## [Exercise objective]
From the very first line down to the line containing "from finer buckets.", write out the material exactly as it appears, and no more.

======== Given data ========

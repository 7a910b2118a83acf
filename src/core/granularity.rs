//! Time granularities and per-entity limit tables.
//!
//! A [`Granularity`] is one of the four fixed resolutions the limiter reasons
//! about. Second, minute, and hour buckets are materialized in the counter
//! store; a day is only ever a window length, derived from finer buckets.

use std::collections::BTreeMap;
use std::fmt;

use chrono::{DateTime, Utc};

pub(crate) const SECOND_FORMAT: &str = "%Y%m%d%H%M%S";
pub(crate) const MINUTE_FORMAT: &str = "%Y%m%d%H%M";
pub(crate) const HOUR_FORMAT: &str = "%Y%m%d%H";

/// A time resolution the limiter stores or evaluates windows over.
///
/// Ordering follows coarseness (`Second < Minute < Hour < Day`), so the
/// coarsest configured granularity for an entity is simply the maximum.
#[derive(Debug, Clone, Copy, PartialEq, Eq, PartialOrd, Ord, Hash)]
pub enum Granularity {
    Second,
    Minute,
    Hour,
    Day,
}

impl Granularity {
    /// Canonical length of this granularity in seconds.
    pub const fn as_secs(self) -> u64 {
        match self {
            Granularity::Second => 1,
            Granularity::Minute => 60,
            Granularity::Hour => 3_600,
            Granularity::Day => 86_400,
        }
    }

    /// Number of bucket keys a trailing window of this length decomposes
    /// into, independent of the clock's second/minute offsets.
    ///
    /// The hour count is `(60 - s) + 59 + s = 119` and the day count is
    /// `(60 - s) + (59 - m) + 23 + m + s = 142`: the partial-bucket terms
    /// cancel, so the fan-out per [`decompose`](crate::core::window::decompose)
    /// call is a small constant rather than the window length in seconds.
    pub const fn bucket_count(self) -> usize {
        match self {
            Granularity::Second => 1,
            Granularity::Minute => 60,
            Granularity::Hour => 119,
            Granularity::Day => 142,
        }
    }

    /// Bucket timestamp for `instant`, truncated to this resolution.
    ///
    /// Returns `None` for [`Granularity::Day`]: day totals are derived from
    /// finer buckets and no day bucket is ever persisted. Timestamps of the
    /// same granularity compare lexicographically in temporal order.
    pub fn bucket_stamp(self, instant: DateTime<Utc>) -> Option<String> {
        match self {
            Granularity::Second => Some(second_stamp(instant)),
            Granularity::Minute => Some(minute_stamp(instant)),
            Granularity::Hour => Some(hour_stamp(instant)),
            Granularity::Day => None,
        }
    }
}

impl fmt::Display for Granularity {
    fn fmt(&self, f: &mut fmt::Formatter<'_>) -> fmt::Result {
        let name = match self {
            Granularity::Second => "second",
            Granularity::Minute => "minute",
            Granularity::Hour => "hour",
            Granularity::Day => "day",
        };
        f.write_str(name)
    }
}

pub(crate) fn second_stamp(instant: DateTime<Utc>) -> String {
    instant.format(SECOND_FORMAT).to_string()
}

pub(crate) fn minute_stamp(instant: DateTime<Utc>) -> String {
    instant.format(MINUTE_FORMAT).to_string()
}

pub(crate) fn hour_stamp(instant: DateTime<Utc>) -> String {
    instant.format(HOUR_FORMAT).to_string()
}

/// Per-entity thresholds, keyed by granularity.
///
/// Built once at limiter construction and immutable afterwards. An entity
/// may be known to the limiter while carrying no threshold for a given
/// granularity; [`RateLimiter::check`](crate::RateLimiter::check) reports
/// the two cases distinctly.
///
/// # Example
///
/// ```
/// use tallygate::{Granularity, Limits};
///
/// let limits = Limits::new()
///     .with(Granularity::Second, 5)
///     .with(Granularity::Day, 300);
///
/// assert_eq!(limits.threshold(Granularity::Second), Some(5));
/// assert_eq!(limits.threshold(Granularity::Hour), None);
/// assert_eq!(limits.coarsest(), Some(Granularity::Day));
/// ```
#[derive(Debug, Clone, Default, PartialEq, Eq)]
pub struct Limits(BTreeMap<Granularity, u64>);

impl Limits {
    /// Create an empty threshold table.
    pub fn new() -> Self {
        Self::default()
    }

    /// Set the threshold for a granularity, replacing any previous value.
    pub fn with(mut self, granularity: Granularity, threshold: u64) -> Self {
        self.0.insert(granularity, threshold);
        self
    }

    /// Threshold configured for `granularity`, if any.
    pub fn threshold(&self, granularity: Granularity) -> Option<u64> {
        self.0.get(&granularity).copied()
    }

    /// The coarsest granularity carrying a threshold.
    ///
    /// Useful for sizing store retention: counters must outlive the largest
    /// window they can be summed into.
    pub fn coarsest(&self) -> Option<Granularity> {
        self.0.last_key_value().map(|(granularity, _)| *granularity)
    }

    /// Whether no granularity carries a threshold.
    pub fn is_empty(&self) -> bool {
        self.0.is_empty()
    }
}

impl FromIterator<(Granularity, u64)> for Limits {
    fn from_iter<I: IntoIterator<Item = (Granularity, u64)>>(iter: I) -> Self {
        Self(iter.into_iter().collect())
    }
}

#[cfg(test)]
mod tests {
    use super::*;
    use chrono::TimeZone;

    #[test]
    fn canonical_lengths() {
        assert_eq!(Granularity::Second.as_secs(), 1);
        assert_eq!(Granularity::Minute.as_secs(), 60);
        assert_eq!(Granularity::Hour.as_secs(), 3_600);
        assert_eq!(Granularity::Day.as_secs(), 86_400);
    }

    #[test]
    fn ordering_follows_coarseness() {
        assert!(Granularity::Second < Granularity::Minute);
        assert!(Granularity::Minute < Granularity::Hour);
        assert!(Granularity::Hour < Granularity::Day);
    }

    #[test]
    fn stamps_truncate_to_resolution() {
        let instant = Utc.with_ymd_and_hms(2024, 2, 29, 23, 11, 11).unwrap();

        assert_eq!(
            Granularity::Second.bucket_stamp(instant).unwrap(),
            "20240229231111"
        );
        assert_eq!(
            Granularity::Minute.bucket_stamp(instant).unwrap(),
            "202402292311"
        );
        assert_eq!(
            Granularity::Hour.bucket_stamp(instant).unwrap(),
            "2024022923"
        );
    }

    #[test]
    fn day_has_no_stored_form() {
        let instant = Utc.with_ymd_and_hms(2024, 2, 29, 23, 11, 11).unwrap();
        assert_eq!(Granularity::Day.bucket_stamp(instant), None);
    }

    #[test]
    fn stamps_order_lexicographically() {
        let earlier = Utc.with_ymd_and_hms(2024, 2, 28, 23, 59, 59).unwrap();
        let later = Utc.with_ymd_and_hms(2024, 2, 29, 0, 0, 0).unwrap();

        assert!(second_stamp(earlier) < second_stamp(later));
        assert!(minute_stamp(earlier) < minute_stamp(later));
        assert!(hour_stamp(earlier) < hour_stamp(later));
    }

    #[test]
    fn limits_distinguish_missing_entries() {
        let limits = Limits::new().with(Granularity::Minute, 10);

        assert_eq!(limits.threshold(Granularity::Minute), Some(10));
        assert_eq!(limits.threshold(Granularity::Day), None);
        assert!(!limits.is_empty());
        assert!(Limits::new().is_empty());
    }

    #[test]
    fn coarsest_is_the_maximum_granularity() {
        let limits = Limits::new()
            .with(Granularity::Hour, 30)
            .with(Granularity::Second, 5);

        assert_eq!(limits.coarsest(), Some(Granularity::Hour));
        assert_eq!(Limits::new().coarsest(), None);
    }
}
//! Trailing-window decomposition into counter bucket keys.
//!
//! This is the heart of the crate: summing one bucket per elapsed second
//! would cost up to 86,400 reads for a day window. [`decompose`] instead
//! reuses coarser pre-aggregated buckets for the fully-contained middle of
//! the window and falls back to second precision only at the two edges
//! where "now" creates partial minutes and hours. A day window always needs
//! exactly 142 keys, an hour window 119.

use chrono::{DateTime, Duration, Timelike, Utc};

use super::granularity::{Granularity, hour_stamp, minute_stamp, second_stamp};

/// Compose a bucket key from an entity identifier and a bucket timestamp.
pub(crate) fn bucket_key(entity: &str, stamp: &str) -> String {
    format!("{entity}:{stamp}")
}

/// Decompose the trailing window of length `window` ending at `now` into
/// bucket keys for `entity`, oldest first.
///
/// The returned keys cover the half-open interval `(now - window, now)`
/// exactly: every elapsed second is counted once, either through its own
/// second bucket or through the single minute or hour bucket containing it.
/// The function is pure; identical inputs yield identical, identically
/// ordered keys.
///
/// Let `start = now - window`, with `s` and `m` its seconds and minutes
/// components:
///
/// - **Second**: the one second bucket at `start`.
/// - **Minute**: 60 second buckets, one per elapsed second.
/// - **Hour**: `60 - s` second buckets completing the starting minute, the
///   59 fully-contained minute buckets, then `s` second buckets leading up
///   to `now`, always 119 in total.
/// - **Day**: `60 - s` second buckets and `59 - m` minute buckets completing
///   the starting hour, 23 fully-contained hour buckets, then `m` minute and
///   `s` second buckets leading up to `now`, always 142 in total.
pub fn decompose(entity: &str, now: DateTime<Utc>, window: Granularity) -> Vec<String> {
    let start = now - Duration::seconds(window.as_secs() as i64);
    let mut keys = Vec::with_capacity(window.bucket_count());

    match window {
        Granularity::Second => {
            keys.push(bucket_key(entity, &second_stamp(start)));
        }
        Granularity::Minute => {
            for i in 0..60 {
                let stamp = second_stamp(start + Duration::seconds(i));
                keys.push(bucket_key(entity, &stamp));
            }
        }
        Granularity::Hour => {
            let s = i64::from(start.second());

            // Head: seconds completing the starting minute.
            for i in 0..(60 - s) {
                let stamp = second_stamp(start + Duration::seconds(i));
                keys.push(bucket_key(entity, &stamp));
            }
            // Middle: the 59 whole minutes between the partial edges.
            for i in 1..=59 {
                let stamp = minute_stamp(start + Duration::minutes(i));
                keys.push(bucket_key(entity, &stamp));
            }
            // Tail: seconds of the final partial minute, up to now.
            for i in (1..=s).rev() {
                let stamp = second_stamp(start + Duration::minutes(60) - Duration::seconds(i));
                keys.push(bucket_key(entity, &stamp));
            }
        }
        Granularity::Day => {
            let s = i64::from(start.second());
            let m = i64::from(start.minute());

            // Head: seconds completing the starting minute, then minutes
            // completing the starting hour.
            for i in 0..(60 - s) {
                let stamp = second_stamp(start + Duration::seconds(i));
                keys.push(bucket_key(entity, &stamp));
            }
            for i in 1..(60 - m) {
                let stamp = minute_stamp(start + Duration::minutes(i));
                keys.push(bucket_key(entity, &stamp));
            }
            // Middle: the 23 whole hours.
            for i in 1..=23 {
                let stamp = hour_stamp(start + Duration::hours(i));
                keys.push(bucket_key(entity, &stamp));
            }
            // Tail: minutes of the final partial hour, then seconds of the
            // final partial minute.
            for i in (1..=m).rev() {
                let stamp = minute_stamp(start + Duration::hours(24) - Duration::minutes(i));
                keys.push(bucket_key(entity, &stamp));
            }
            for i in (1..=s).rev() {
                let stamp = second_stamp(start + Duration::hours(24) - Duration::seconds(i));
                keys.push(bucket_key(entity, &stamp));
            }
        }
    }

    keys
}

#[cfg(test)]
mod tests {
    use super::*;
    use chrono::{NaiveDateTime, TimeZone};
    use std::collections::HashSet;

    const ENTITY: &str = "m";

    fn scenario_now() -> DateTime<Utc> {
        Utc.with_ymd_and_hms(2024, 2, 29, 23, 11, 11).unwrap()
    }

    /// Expand a bucket key back into the epoch seconds it covers.
    fn covered_seconds(key: &str) -> Vec<i64> {
        let stamp = key
            .strip_prefix(&format!("{ENTITY}:"))
            .expect("key carries the entity prefix");

        let (padded, span) = match stamp.len() {
            14 => (stamp.to_string(), 1),
            12 => (format!("{stamp}00"), 60),
            10 => (format!("{stamp}0000"), 3_600),
            other => panic!("unexpected stamp width {other}: {stamp}"),
        };

        let parsed = NaiveDateTime::parse_from_str(&padded, "%Y%m%d%H%M%S")
            .expect("stamp parses back to an instant");
        let base = parsed.and_utc().timestamp();
        (base..base + span).collect()
    }

    /// Assert exact, gap-free, duplicate-free coverage of `(now - w, now)`.
    fn assert_exact_coverage(now: DateTime<Utc>, window: Granularity) {
        let keys = decompose(ENTITY, now, window);

        let mut seconds = Vec::new();
        for key in &keys {
            seconds.extend(covered_seconds(key));
        }

        let unique: HashSet<_> = seconds.iter().copied().collect();
        assert_eq!(unique.len(), seconds.len(), "duplicate coverage in {window} window");

        let start = now.timestamp() - window.as_secs() as i64;
        let expected: HashSet<_> = (start..now.timestamp()).collect();
        assert_eq!(unique, expected, "coverage mismatch for {window} window at {now}");
    }

    #[test]
    fn sizes_are_invariant_across_clock_offsets() {
        for minute in [0, 1, 11, 37, 59] {
            for second in [0, 1, 29, 58, 59] {
                let now = Utc
                    .with_ymd_and_hms(2024, 2, 29, 23, minute, second)
                    .unwrap();

                for window in [
                    Granularity::Second,
                    Granularity::Minute,
                    Granularity::Hour,
                    Granularity::Day,
                ] {
                    let keys = decompose(ENTITY, now, window);
                    assert_eq!(
                        keys.len(),
                        window.bucket_count(),
                        "{window} window at :{minute:02}:{second:02}"
                    );
                }
            }
        }
    }

    #[test]
    fn coverage_is_exact_across_clock_offsets() {
        for (minute, second) in [(0, 0), (0, 59), (11, 11), (59, 0), (59, 59)] {
            let now = Utc
                .with_ymd_and_hms(2024, 2, 29, 23, minute, second)
                .unwrap();

            for window in [
                Granularity::Second,
                Granularity::Minute,
                Granularity::Hour,
                Granularity::Day,
            ] {
                assert_exact_coverage(now, window);
            }
        }
    }

    #[test]
    fn decomposition_is_deterministic() {
        let now = scenario_now();
        assert_eq!(
            decompose(ENTITY, now, Granularity::Day),
            decompose(ENTITY, now, Granularity::Day)
        );
    }

    #[test]
    fn second_window_is_the_previous_second() {
        let keys = decompose(ENTITY, scenario_now(), Granularity::Second);
        assert_eq!(keys, vec!["m:20240229231110".to_string()]);
    }

    #[test]
    fn minute_window_spans_the_trailing_sixty_seconds() {
        let keys = decompose(ENTITY, scenario_now(), Granularity::Minute);

        assert_eq!(keys.len(), 60);
        assert_eq!(keys.first().unwrap(), "m:20240229231011");
        assert_eq!(keys.last().unwrap(), "m:20240229231110");
    }

    #[test]
    fn hour_window_mixes_second_and_minute_buckets() {
        let keys = decompose(ENTITY, scenario_now(), Granularity::Hour);

        assert_eq!(keys.len(), 119);
        // start = 22:11:11, so 49 seconds complete the starting minute.
        assert_eq!(keys[0], "m:20240229221111");
        assert_eq!(keys[48], "m:20240229221159");
        assert_eq!(keys[49], "m:202402292212");
        assert_eq!(keys[107], "m:202402292310");
        // 11 tail seconds lead up to now.
        assert_eq!(keys[108], "m:20240229231100");
        assert_eq!(keys[118], "m:20240229231110");
    }

    #[test]
    fn day_window_spans_the_leap_day_boundary() {
        let keys = decompose(ENTITY, scenario_now(), Granularity::Day);

        assert_eq!(keys.len(), 142);
        assert_eq!(keys.first().unwrap(), "m:20240228231111");
        assert_eq!(keys.last().unwrap(), "m:20240229231110");

        // 49 head seconds, 48 head minutes, 23 hours, 11 tail minutes,
        // 11 tail seconds.
        assert_eq!(keys[48], "m:20240228231159");
        assert_eq!(keys[49], "m:202402282312");
        assert_eq!(keys[96], "m:202402282359");
        assert_eq!(keys[97], "m:2024022900");
        assert_eq!(keys[119], "m:2024022922");
        assert_eq!(keys[120], "m:202402292300");
        assert_eq!(keys[130], "m:202402292310");
        assert_eq!(keys[131], "m:20240229231100");
    }

    #[test]
    fn aligned_clock_produces_no_partial_edges() {
        let now = Utc.with_ymd_and_hms(2024, 3, 1, 12, 0, 0).unwrap();

        let hour = decompose(ENTITY, now, Granularity::Hour);
        assert_eq!(hour.len(), 119);
        // 60 head seconds, then 59 whole minutes, no tail.
        assert_eq!(hour[0], "m:20240301110000");
        assert_eq!(hour[59], "m:20240301110059");
        assert_eq!(hour[60], "m:202403011101");
        assert_eq!(hour[118], "m:202403011159");

        let day = decompose(ENTITY, now, Granularity::Day);
        assert_eq!(day.len(), 142);
        // 60 head seconds, 59 head minutes, then 23 whole hours, no tail.
        assert_eq!(day[0], "m:20240229120000");
        assert_eq!(day[60], "m:202402291201");
        assert_eq!(day[118], "m:202402291259");
        assert_eq!(day[119], "m:2024022913");
        assert_eq!(day[141], "m:2024030111");
    }

    #[test]
    fn keys_carry_the_entity_prefix() {
        let keys = decompose("api_calls", scenario_now(), Granularity::Minute);
        assert!(keys.iter().all(|key| key.starts_with("api_calls:")));
    }
}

========

## [Result of the task]
repository 7a910b2118a83acf
filename src/core/granularity.rs
//! Time granularities and per-entity limit tables.
//!
//! A [`Granularity`] is one of the four fixed resolutions the limiter reasons
//! about. Second, minute, and hour buckets are materialized in the counter
//! store; a day is only ever a window length, derived from finer buckets.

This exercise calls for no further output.